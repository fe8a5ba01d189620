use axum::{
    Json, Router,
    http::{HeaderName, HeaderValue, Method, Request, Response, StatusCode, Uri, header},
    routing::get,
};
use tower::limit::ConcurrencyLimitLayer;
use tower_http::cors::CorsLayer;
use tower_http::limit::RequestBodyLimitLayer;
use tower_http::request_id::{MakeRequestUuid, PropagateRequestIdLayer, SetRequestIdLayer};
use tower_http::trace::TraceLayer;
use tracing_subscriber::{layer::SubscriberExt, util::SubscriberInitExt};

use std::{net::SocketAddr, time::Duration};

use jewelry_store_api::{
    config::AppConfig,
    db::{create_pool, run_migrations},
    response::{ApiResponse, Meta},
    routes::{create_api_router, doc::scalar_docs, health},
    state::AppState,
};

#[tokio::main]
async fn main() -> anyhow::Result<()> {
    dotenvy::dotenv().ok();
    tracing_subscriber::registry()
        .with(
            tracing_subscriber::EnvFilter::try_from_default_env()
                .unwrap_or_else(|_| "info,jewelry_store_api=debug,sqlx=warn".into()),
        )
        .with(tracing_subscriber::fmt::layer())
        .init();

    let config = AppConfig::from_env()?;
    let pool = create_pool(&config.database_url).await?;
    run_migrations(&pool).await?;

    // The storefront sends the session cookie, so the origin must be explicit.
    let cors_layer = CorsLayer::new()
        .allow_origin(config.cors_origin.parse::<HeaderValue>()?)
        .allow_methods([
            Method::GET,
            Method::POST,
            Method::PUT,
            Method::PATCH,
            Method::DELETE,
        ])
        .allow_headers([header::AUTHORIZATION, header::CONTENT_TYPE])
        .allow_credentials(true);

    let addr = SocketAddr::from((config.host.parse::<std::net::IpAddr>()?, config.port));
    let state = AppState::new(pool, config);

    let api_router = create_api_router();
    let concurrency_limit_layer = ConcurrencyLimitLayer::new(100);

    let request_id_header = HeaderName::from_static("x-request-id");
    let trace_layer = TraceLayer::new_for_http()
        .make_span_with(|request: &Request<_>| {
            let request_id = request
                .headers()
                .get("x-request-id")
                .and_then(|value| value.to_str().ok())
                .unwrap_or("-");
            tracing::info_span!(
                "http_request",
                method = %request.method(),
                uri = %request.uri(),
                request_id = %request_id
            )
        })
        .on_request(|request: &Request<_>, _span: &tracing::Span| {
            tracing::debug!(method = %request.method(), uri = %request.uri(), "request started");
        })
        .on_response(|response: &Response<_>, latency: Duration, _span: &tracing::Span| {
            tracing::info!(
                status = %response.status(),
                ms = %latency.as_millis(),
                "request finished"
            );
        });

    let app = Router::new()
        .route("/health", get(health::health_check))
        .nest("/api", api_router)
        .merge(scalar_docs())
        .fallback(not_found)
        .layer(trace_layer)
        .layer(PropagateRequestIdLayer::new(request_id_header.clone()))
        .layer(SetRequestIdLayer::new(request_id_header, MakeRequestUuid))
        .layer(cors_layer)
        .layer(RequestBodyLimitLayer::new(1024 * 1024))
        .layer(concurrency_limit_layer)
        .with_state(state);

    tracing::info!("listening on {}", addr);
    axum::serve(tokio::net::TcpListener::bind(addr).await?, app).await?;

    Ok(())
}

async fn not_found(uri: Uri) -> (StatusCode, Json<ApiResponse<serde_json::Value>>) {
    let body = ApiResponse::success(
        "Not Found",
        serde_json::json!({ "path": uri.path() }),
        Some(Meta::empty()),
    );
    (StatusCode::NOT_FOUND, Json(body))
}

* * *

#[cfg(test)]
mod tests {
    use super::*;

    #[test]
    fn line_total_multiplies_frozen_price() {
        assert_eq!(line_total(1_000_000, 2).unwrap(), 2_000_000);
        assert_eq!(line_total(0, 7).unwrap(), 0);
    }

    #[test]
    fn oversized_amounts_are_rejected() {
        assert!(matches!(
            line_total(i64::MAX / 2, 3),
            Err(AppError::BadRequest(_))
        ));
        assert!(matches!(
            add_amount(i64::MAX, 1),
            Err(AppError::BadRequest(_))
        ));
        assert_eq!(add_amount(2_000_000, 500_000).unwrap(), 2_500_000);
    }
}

--

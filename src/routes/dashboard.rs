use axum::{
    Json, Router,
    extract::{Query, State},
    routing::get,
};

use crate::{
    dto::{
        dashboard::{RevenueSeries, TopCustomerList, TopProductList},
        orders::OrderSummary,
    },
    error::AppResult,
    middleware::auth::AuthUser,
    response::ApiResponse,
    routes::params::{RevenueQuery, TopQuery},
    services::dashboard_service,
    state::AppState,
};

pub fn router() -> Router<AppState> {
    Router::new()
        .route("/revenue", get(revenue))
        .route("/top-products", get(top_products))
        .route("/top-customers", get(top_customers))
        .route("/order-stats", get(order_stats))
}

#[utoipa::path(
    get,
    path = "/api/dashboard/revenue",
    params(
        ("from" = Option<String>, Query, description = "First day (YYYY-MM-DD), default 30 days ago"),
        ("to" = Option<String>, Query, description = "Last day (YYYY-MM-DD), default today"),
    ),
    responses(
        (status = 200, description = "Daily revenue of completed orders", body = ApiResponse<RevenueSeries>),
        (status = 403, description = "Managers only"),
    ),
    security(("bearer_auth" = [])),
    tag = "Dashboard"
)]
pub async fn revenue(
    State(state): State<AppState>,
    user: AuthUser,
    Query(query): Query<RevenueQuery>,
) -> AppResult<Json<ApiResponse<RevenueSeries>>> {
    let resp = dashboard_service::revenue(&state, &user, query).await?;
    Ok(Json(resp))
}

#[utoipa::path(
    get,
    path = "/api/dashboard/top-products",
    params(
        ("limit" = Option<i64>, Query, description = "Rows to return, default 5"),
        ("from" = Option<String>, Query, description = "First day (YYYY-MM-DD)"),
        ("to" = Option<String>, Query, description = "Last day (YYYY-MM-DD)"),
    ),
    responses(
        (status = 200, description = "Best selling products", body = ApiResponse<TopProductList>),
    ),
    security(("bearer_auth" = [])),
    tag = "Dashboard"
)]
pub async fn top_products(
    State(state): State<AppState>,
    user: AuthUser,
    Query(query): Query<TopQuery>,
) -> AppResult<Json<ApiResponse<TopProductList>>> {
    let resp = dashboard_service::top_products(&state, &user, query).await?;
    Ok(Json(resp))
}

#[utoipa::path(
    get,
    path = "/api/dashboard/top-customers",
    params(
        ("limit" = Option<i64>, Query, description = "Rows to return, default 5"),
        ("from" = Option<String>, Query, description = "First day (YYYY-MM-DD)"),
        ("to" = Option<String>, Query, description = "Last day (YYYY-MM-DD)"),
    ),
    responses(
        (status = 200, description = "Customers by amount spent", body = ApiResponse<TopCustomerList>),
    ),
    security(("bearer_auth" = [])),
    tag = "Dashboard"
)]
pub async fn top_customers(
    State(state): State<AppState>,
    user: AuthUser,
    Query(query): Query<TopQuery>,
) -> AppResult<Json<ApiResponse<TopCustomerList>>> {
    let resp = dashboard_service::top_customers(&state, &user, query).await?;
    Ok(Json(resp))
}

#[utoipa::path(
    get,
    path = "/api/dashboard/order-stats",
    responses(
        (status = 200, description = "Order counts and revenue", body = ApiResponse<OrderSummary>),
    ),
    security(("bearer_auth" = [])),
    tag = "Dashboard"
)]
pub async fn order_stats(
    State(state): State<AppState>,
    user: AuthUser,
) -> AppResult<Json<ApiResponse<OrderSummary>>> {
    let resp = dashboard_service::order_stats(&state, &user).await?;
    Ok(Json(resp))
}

### ASSIGNED TASK
When a line in the listing includes the word "HeaderValue", report that line in full.

### EXPECTED ANSWER
    http::{HeaderName, HeaderValue, Method, Request, Response, StatusCode, Uri, header},
        .allow_origin(config.cors_origin.parse::<HeaderValue>()?)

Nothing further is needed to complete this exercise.